There is remarkable heterogeneity in the Ca²⁺ signaling mechanisms among different vascular beds, contributing to functional heterogeneity of SMCs or ECs. The Ca²⁺ signaling elements, their regulatory proteins, and signaling targets vary from large arteries to small arteries and from one vascular bed to another. While the functional effects of most Ca²⁺ signaling pathways are well established at the level of resistance arteries or arterioles, the physiological roles of many pathways at the whole-animal level remain unknown. In some cases, data interpretation is confounded by the presence of an ion channel in both SMCs and ECs. Cell-specific knockout mice will provide a definitive answer to the physiological significance of such pathways in either ECs or SMCs. The Ca²⁺ signaling mechanisms in SMCs and ECs can be activated by mechanical (pressure or flow) or neurohumoral (GPCR signaling, nerve-stimulation) stimuli. Although significant progress has been made in understanding the mechanisms for myogenic vasoconstriction and flow-mediated vasodilation, the precise mechanosensor proteins remain unclear. Recent discoveries suggest that TRPP1, TRPML1, and PIEZO1 channels may represent new Ca²⁺ signaling pathways contributing to mechanosensation in the vasculature. It is anticipated that future studies will reveal newer Ca²⁺ signaling elements, their physiological roles, and abnormalities in pathological conditions. Ca²⁺ signaling mechanisms and signaling organizations of cells have been shown to be abnormal in vascular disorders. Therefore, a major objective of future studies will be to identify “targetable” abnormalities in Ca²⁺ signaling mechanisms in vascular disorders.

Didactic Synopsis.

Major Teaching Points

• Contractile state of small arteries and arterioles determines vascular resistance.
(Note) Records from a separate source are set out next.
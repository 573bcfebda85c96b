//! Directory traversal for monitored files.
//!
//! This module provides [`FileWalker`], which uses the `ignore` crate to
//! enumerate the regular files under a monitored root.
//!
//! # Features
//!
//! - One-level or recursive traversal (one-level is the default)
//! - Skips directories, symlinks-to-directories, and non-regular files
//! - Configurable skip-directory list and symlink following
//! - Produces a sorted path list, so ordering is deterministic
//! - Per-entry failures are collected, not fatal
//!
//! Hidden files are included: an integrity monitor that cannot see dotfiles
//! would miss exactly the files attackers like to touch.

use camino::{Utf8Path, Utf8PathBuf};
use ignore::WalkBuilder;

use crate::error::ScanError;

/// The outcome of one directory enumeration.
///
/// Per-entry failures do not abort the walk; they land in `errors` while
/// the remaining siblings are still enumerated.
#[derive(Debug, Default)]
pub struct Walked {
    /// Absolute paths of every regular file found, sorted.
    pub paths: Vec<Utf8PathBuf>,
    /// Entries that could not be enumerated or decoded.
    pub errors: Vec<ScanError>,
}

/// A file walker that discovers regular files under a monitored root.
///
/// # Design
///
/// The walker uses a "collect-then-process" pattern: all paths are gathered
/// up front, sorted for a stable ordering, then handed to the diff engine.
/// A stable ordering keeps scan cycles deterministic and notifications
/// reproducible given the same filesystem state.
///
/// # Examples
///
/// ```ignore
/// use vigil_scanner::FileWalker;
/// use camino::Utf8Path;
///
/// let walker = FileWalker::new(Utf8Path::new("/watched"))?.with_recursive(true);
/// let walked = walker.collect_paths()?;
///
/// println!("Found {} files, {} errors", walked.paths.len(), walked.errors.len());
/// ```
#[derive(Debug)]
pub struct FileWalker {
    /// The root directory to walk.
    root: Utf8PathBuf,
    /// Whether to descend into subdirectories.
    recursive: bool,
    /// Whether to follow symbolic links.
    follow_links: bool,
    /// Directory names to skip.
    skip_dirs: Vec<String>,
}

impl FileWalker {
    /// Creates a new file walker for the given root directory.
    ///
    /// # Errors
    ///
    /// Returns [`ScanError::Config`] if the root doesn't exist or isn't a
    /// directory, and [`ScanError::Read`] if it exists but cannot be opened
    /// for enumeration. A bad root is reported, never silently swallowed.
    pub fn new(root: &Utf8Path) -> Result<Self, ScanError> {
        if !root.exists() {
            return Err(ScanError::config(format!(
                "root path does not exist: {root}"
            )));
        }
        if !root.is_dir() {
            return Err(ScanError::config(format!(
                "root path is not a directory: {root}"
            )));
        }
        // Surface an unreadable root here rather than as a mid-walk error
        std::fs::read_dir(root.as_std_path()).map_err(|e| ScanError::read(root, e))?;

        Ok(Self {
            root: root.to_owned(),
            recursive: false,
            follow_links: false,
            skip_dirs: Vec::new(),
        })
    }

    /// Configures whether to descend into subdirectories.
    ///
    /// Defaults to `false`: only direct children of the root are scanned.
    #[must_use]
    pub const fn with_recursive(mut self, recursive: bool) -> Self {
        self.recursive = recursive;
        self
    }

    /// Configures whether to follow symbolic links.
    ///
    /// By default, symbolic links are not followed.
    #[must_use]
    pub const fn with_follow_links(mut self, follow: bool) -> Self {
        self.follow_links = follow;
        self
    }

    /// Adds directories to skip during traversal.
    ///
    /// # Arguments
    ///
    /// * `dirs` - Directory names to skip (not full paths)
    #[must_use]
    pub fn with_skip_dirs(mut self, dirs: &[&str]) -> Self {
        self.skip_dirs.extend(dirs.iter().map(ToString::to_string));
        self
    }

    /// Enumerates the regular files under the root.
    ///
    /// Returns the sorted path list plus any per-entry errors. An
    /// unreadable entry never aborts enumeration of its siblings;
    /// root-level problems are caught earlier, by [`FileWalker::new`].
    #[must_use]
    pub fn collect_paths(&self) -> Walked {
        let mut walked = Walked::default();

        for result in self.build_walker() {
            let entry = match result {
                Ok(entry) => entry,
                Err(e) => {
                    walked.errors.push(ScanError::Walk(e));
                    continue;
                }
            };

            // Skip directories, symlinks-to-directories, and non-regular files
            if !entry.file_type().is_some_and(|ft| ft.is_file()) {
                continue;
            }

            let path = entry.path();
            let Some(utf8_path) = Utf8Path::from_path(path) else {
                walked
                    .errors
                    .push(ScanError::NonUtf8Path(path.to_owned()));
                continue;
            };

            if self.should_skip_path(utf8_path) {
                continue;
            }

            walked.paths.push(utf8_path.to_owned());
        }

        walked.paths.sort();
        walked
    }

    /// Builds the ignore walker with configured settings.
    fn build_walker(&self) -> ignore::Walk {
        WalkBuilder::new(&self.root)
            // No gitignore/hidden filtering: integrity monitoring must see
            // every regular file under the root
            .standard_filters(false)
            .follow_links(self.follow_links)
            .threads(1)
            .require_git(false)
            .max_depth(if self.recursive { None } else { Some(1) })
            .build()
    }

    /// Checks if a path should be skipped based on directory name.
    fn should_skip_path(&self, path: &Utf8Path) -> bool {
        path.components()
            .any(|component| self.skip_dirs.iter().any(|d| d == component.as_str()))
    }

    /// Returns the root directory being walked.
    #[inline]
    #[must_use]
    pub fn root(&self) -> &Utf8Path {
        &self.root
    }
}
• Vasoconstriction increases vascular resistance and blood pressure, whereas vasodilation reduces vascular resistance and blood pressure.

• Two main cell types in the vascular wall control the contractile state of the small arteries and arterioles: smooth muscle cells (SMC) and endothelial cells (EC).

• Intracellular Ca²⁺ in SMCs and ECs is a crucial controller of vascular contractility.

• Increase in SMC Ca²⁺ mostly causes vasoconstriction, whereas increase in EC Ca²⁺ results in vasodilation.

• Increase in intracellular Ca²⁺ in SMCs and ECs occurs via the influx of extracellular Ca²⁺ or release of Ca²⁺ from intracellular stores.

• Physiological Ca²⁺ signals in SMCs and ECs have unique spatiotemporal properties that enable the activation of specific targets and limit Ca²⁺ toxicity.

• Abnormal Ca²⁺ signaling mechanisms in SMCs and EC contribute to pathogenesis of vascular disorders.